All’epoca il Parlamento Europeo arrivò a votare una mozione di condanna dell’Ucraina per la responsabilità dei fatti di Odessa, addossando la responsabilità della strage a frange neonaziste e deplorando il mancato intervento delle autorità ucraine appena insediatesi.

Tutela delle minoranze, nemmeno a parlarne. Sono note le persecuzioni di Kiev ai danni dei cittadini russofoni del Donbass, che se sorpresi a parlare in russo subiscono una sanzione pecuniaria.
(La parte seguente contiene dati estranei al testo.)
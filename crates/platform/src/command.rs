//! Bounded execution of the external tools that back every sample.

use std::io::{self, Read};
use std::process::{Command, ExitStatus, Stdio};
use std::sync::mpsc::{self, RecvTimeoutError};
use std::thread;
use std::time::{Duration, Instant};

use thiserror::Error;

/// Upper bound on how long a single query may run.
pub const COMMAND_TIMEOUT: Duration = Duration::from_secs(5);

const POLL_INTERVAL: Duration = Duration::from_millis(10);

/// Reasons a query produced no usable output.
#[derive(Debug, Error)]
pub enum CommandError {
    #[error("failed to spawn `{program}`: {source}")]
    Spawn {
        program: String,
        #[source]
        source: io::Error,
    },

    #[error("i/o error while running `{program}`: {source}")]
    Io {
        program: String,
        #[source]
        source: io::Error,
    },

    #[error("`{program}` timed out after {timeout:?}")]
    Timeout { program: String, timeout: Duration },

    #[error("`{program}` exited with {status}")]
    ExitStatus { program: String, status: ExitStatus },
}

/// Runs `program` with [`COMMAND_TIMEOUT`] and returns its stdout.
pub fn run(program: &str, args: &[&str]) -> Result<String, CommandError> {
    run_with_timeout(program, args, COMMAND_TIMEOUT)
}

/// Runs `program` and returns its stdout, killing it once `timeout` elapses.
///
/// Stdout is drained on a helper thread so a child producing more output than
/// the pipe buffer holds cannot stall while we wait on it. The deadline also
/// covers that drain: a descendant still holding the pipe open after the
/// child exits counts as a timeout, and the helper thread is left behind.
pub fn run_with_timeout(
    program: &str,
    args: &[&str],
    timeout: Duration,
) -> Result<String, CommandError> {
    let mut child = Command::new(program)
        .args(args)
        .stdin(Stdio::null())
        .stdout(Stdio::piped())
        .stderr(Stdio::null())
        .spawn()
        .map_err(|source| CommandError::Spawn {
            program: program.to_string(),
            source,
        })?;

    let (tx, rx) = mpsc::channel();
    if let Some(mut stdout) = child.stdout.take() {
        thread::spawn(move || {
            let mut buf = Vec::new();
            let _ = tx.send(stdout.read_to_end(&mut buf).map(|_| buf));
        });
    }

    let start = Instant::now();
    let status = loop {
        match child.try_wait() {
            Ok(Some(status)) => break status,
            Ok(None) if start.elapsed() >= timeout => {
                let _ = child.kill();
                let _ = child.wait();
                return Err(CommandError::Timeout {
                    program: program.to_string(),
                    timeout,
                });
            }
            Ok(None) => thread::sleep(POLL_INTERVAL),
            Err(source) => {
                let _ = child.kill();
                let _ = child.wait();
                return Err(CommandError::Io {
                    program: program.to_string(),
                    source,
                });
            }
        }
    };

    let stdout = match rx.recv_timeout(timeout.saturating_sub(start.elapsed())) {
        Ok(read) => read.map_err(|source| CommandError::Io {
            program: program.to_string(),
            source,
        })?,
        Err(RecvTimeoutError::Timeout) => {
            return Err(CommandError::Timeout {
                program: program.to_string(),
                timeout,
            });
        }
        Err(RecvTimeoutError::Disconnected) => Vec::new(),
    };

    if !status.success() {
        return Err(CommandError::ExitStatus {
            program: program.to_string(),
            status,
        });
    }

    Ok(String::from_utf8_lossy(&stdout).into_owned())
}

#[cfg(all(test, unix))]
mod tests {
    use super::*;

    #[test]
    fn test_captures_stdout() {
        let out = run("sh", &["-c", "echo hello"]).unwrap();
        assert_eq!(out, "hello\n");
    }

    #[test]
    fn test_missing_program_is_spawn_error() {
        let err = run("powerdash-no-such-tool", &[]).unwrap_err();
        assert!(matches!(err, CommandError::Spawn { .. }));
    }

    #[test]
    fn test_slow_program_times_out() {
        let start = Instant::now();
        let err = run_with_timeout("sh", &["-c", "sleep 5"], Duration::from_millis(100)).unwrap_err();
        assert!(matches!(err, CommandError::Timeout { .. }));
        assert!(start.elapsed() < Duration::from_secs(4));
    }

    #[test]
    fn test_background_descendant_holding_stdout_times_out() {
        let start = Instant::now();
        let err = run_with_timeout(
            "sh",
            &["-c", "sleep 3 & echo hi"],
            Duration::from_millis(200),
        )
        .unwrap_err();
        assert!(matches!(err, CommandError::Timeout { .. }));
        assert!(start.elapsed() < Duration::from_secs(2));
    }

    #[test]
    fn test_failing_program_reports_status() {
        let err = run("sh", &["-c", "exit 3"]).unwrap_err();
        assert!(matches!(err, CommandError::ExitStatus { .. }));
    }

    #[test]
    fn test_large_output_does_not_stall() {
        let out = run("sh", &["-c", "yes powerdash | head -n 20000"]).unwrap();
        assert_eq!(out.lines().count(), 20000);
    }
}
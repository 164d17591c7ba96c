use std::time::Instant;

use crate::data::Snapshot;

/// The most recent sample batch, or nothing before the first refresh.
///
/// Batches are swapped in whole, so readers never see samples from two
/// different refreshes.
#[derive(Debug, Default)]
pub struct DashboardState {
    current: Option<(Snapshot, Instant)>,
}

impl DashboardState {
    pub fn new() -> Self {
        Self::default()
    }

    pub fn commit(&mut self, snapshot: Snapshot, fetched_at: Instant) {
        self.current = Some((snapshot, fetched_at));
    }

    pub fn snapshot(&self) -> Option<&Snapshot> {
        self.current.as_ref().map(|(snapshot, _)| snapshot)
    }

    #[cfg(test)]
    pub fn fetched_at(&self) -> Option<Instant> {
        self.current.as_ref().map(|(_, at)| *at)
    }

    pub fn is_ready(&self) -> bool {
        self.current.is_some()
    }
}
//! Battery, power and system samples for powerdash.
//!
//! Each sample is parsed from the text printed by one operating-system tool
//! and is a plain value: a failed or unparseable query produces the sample's
//! `Default` rather than an error. The [`SampleProvider`] trait is the seam
//! the dashboard consumes, so tests can feed synthetic samples without
//! running any tool.
//!
//! # Example
//!
//! ```no_run
//! use powerdash_platform::{MacOSSampler, SampleProvider};
//!
//! let sampler = MacOSSampler::new();
//! let battery = sampler.battery();
//! println!("Cycles: {}", battery.cycle_count);
//! ```

mod battery;
pub mod command;
mod macos;
mod power;
mod provider;
mod system;
mod types;

pub use battery::BatterySample;
pub use command::CommandError;
pub use macos::MacOSSampler;
pub use power::{PowerStatusSample, ThermalSample};
pub use provider::SampleProvider;
pub use system::{bytes_to_gb, CpuSample, DiskSample, MemorySample};
pub use types::ChargeStatus;
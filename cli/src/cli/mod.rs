use clap::{Parser, Subcommand};

use crate::config::LogLevel;

#[derive(Debug, Subcommand)]
pub enum Commands {
    /// Show, locate or reset the config file
    Config {
        /// Print the config file path
        #[arg(long)]
        path: bool,

        /// Overwrite the config file with defaults
        #[arg(long)]
        reset: bool,
    },
}

/// Live power, battery and system load dashboard for macOS laptops
#[derive(Debug, Parser)]
#[command(name = "powerdash", version, verbatim_doc_comment)]
pub struct Cli {
    #[command(subcommand)]
    pub command: Option<Commands>,

    /// Log level (off, error, warn, info, debug, trace)
    #[arg(long, global = true, value_enum)]
    pub log_level: Option<LogLevel>,

    /// Draw gauges with ASCII characters
    #[arg(long)]
    pub ascii: bool,
}
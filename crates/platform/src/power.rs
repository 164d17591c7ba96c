//! Power-management and thermal samples from `pmset`.

use crate::types::ChargeStatus;

/// Battery status as reported by `pmset -g batt`.
#[derive(Debug, Clone, Default, PartialEq, Eq)]
pub struct PowerStatusSample {
    /// Charge level as a percentage (0-100), matching the menu bar.
    pub percentage: u8,

    pub status: ChargeStatus,

    /// System estimate such as `"4:31"`, absent when the OS has none.
    pub time_remaining: Option<String>,
}

impl PowerStatusSample {
    pub fn from_pmset(output: &str) -> Self {
        Self {
            percentage: first_percentage(output).unwrap_or(0),
            status: ChargeStatus::from_pmset(output),
            time_remaining: time_remaining(output),
        }
    }
}

/// CPU speed limit from `pmset -g therm`.
#[derive(Debug, Clone, Copy, PartialEq, Eq)]
pub struct ThermalSample {
    /// CPU speed as a percentage of maximum. 100 means no throttling.
    pub cpu_speed_limit: u8,
}

impl Default for ThermalSample {
    fn default() -> Self {
        Self {
            cpu_speed_limit: 100,
        }
    }
}

impl ThermalSample {
    pub fn from_pmset(output: &str) -> Self {
        let limit = output.find("CPU_Speed_Limit").and_then(|pos| {
            let rest = output[pos + "CPU_Speed_Limit".len()..].trim_start();
            let rest = rest.strip_prefix('=')?.trim_start();
            leading_digits(rest).parse::<u8>().ok()
        });

        match limit {
            Some(cpu_speed_limit) => Self { cpu_speed_limit },
            None => Self::default(),
        }
    }

    pub fn is_throttled(&self) -> bool {
        self.cpu_speed_limit != 100
    }
}

fn leading_digits(s: &str) -> &str {
    let end = s.find(|c: char| !c.is_ascii_digit()).unwrap_or(s.len());
    &s[..end]
}

fn trailing_digits(s: &str) -> &str {
    let head = s.trim_end_matches(|c: char| c.is_ascii_digit());
    &s[head.len()..]
}

fn first_percentage(output: &str) -> Option<u8> {
    output
        .match_indices('%')
        .map(|(pos, _)| trailing_digits(&output[..pos]))
        .find(|digits| !digits.is_empty())
        .and_then(|digits| digits.parse::<u8>().ok())
        .map(|pct| pct.min(100))
}

fn time_remaining(output: &str) -> Option<String> {
    output.match_indices("remaining").find_map(|(pos, _)| {
        let before = output[..pos].trim_end();
        let minutes = trailing_digits(before);
        let before = before[..before.len() - minutes.len()].strip_suffix(':')?;
        let hours = trailing_digits(before);
        if hours.is_empty() || minutes.is_empty() {
            return None;
        }
        Some(format!("{}:{}", hours, minutes))
    })
}
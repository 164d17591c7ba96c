//! Core types and constants for the dashboard loop.

use std::time::Duration;

/// Time between sample refreshes. Fixed; not user configurable.
pub const REFRESH_INTERVAL: Duration = Duration::from_secs(10);

/// Upper bound on the wait at the end of each loop tick.
pub const TICK_INTERVAL: Duration = Duration::from_millis(500);

/// Actions that can be performed in the dashboard.
#[derive(Debug, Clone, Copy, PartialEq, Eq)]
pub enum Action {
    Quit,
    Refresh,
    None,
}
Inoltre, basterebbe chiedere a qualsiasi associazione LGBT i pericoli cui si va incontro nell’organizzare un gay pride a Kiev, o anche solo esternare la propria omosessualità.

Poi, una volta chiesta l’adesione, per prima cosa lo Stato deve recepire all’interno del proprio ordinamento tutta la legislazione europea, nonché dimostrare di essere in grado di garantire che il diritto comunitario recepito sia attuabile in modo efficace attraverso adeguate strutture amministrative e giudiziarie.

Lo Stato richiedente deve possedere un’economia di mercato affidabile e capace di far fronte alle forze del mercato e alla pressione concorrenziale all’interno dell’Unione Europea. Qui va sottolineato che la più gran parte dell’economia ucraina evidenzia spaventose infiltrazioni da parte della criminalità organizzata.

Infine, l’adesione deve essere votata all’unanimità dal Consiglio della UE e dal Parlamento Europeo a maggioranza assoluta, e ratificata da ciascuno dei Paesi UE (che sono 27).

È un processo che richiede decenni. Basti pensare che attualmente gli Stati su cui pende il processo di adesione all’Unione Europea sono Albania (candidata dal 2012), Serbia (candidata dal 2010), Montenegro (candidata dal 2009), Macedonia del Nord (candidata dal 2004), Turchia (candidata dal 1999).

Non a caso da più parti la stessa UE si è mostrata fredda nel ricevere la richiesta del governo ucraino di ingresso immediato. A parte il rischio di essere obbligata a scendere in campo militarmente contro una superpotenza ai sensi dell’art. 42, par. 7, del Trattato, è lo stesso principio dello Stato di Diritto ad imporre alla UE di non poter assecondare una richiesta di adesione immediata dell’Ucraina, che implicherebbe una raffica di violazioni normative mai vista prima.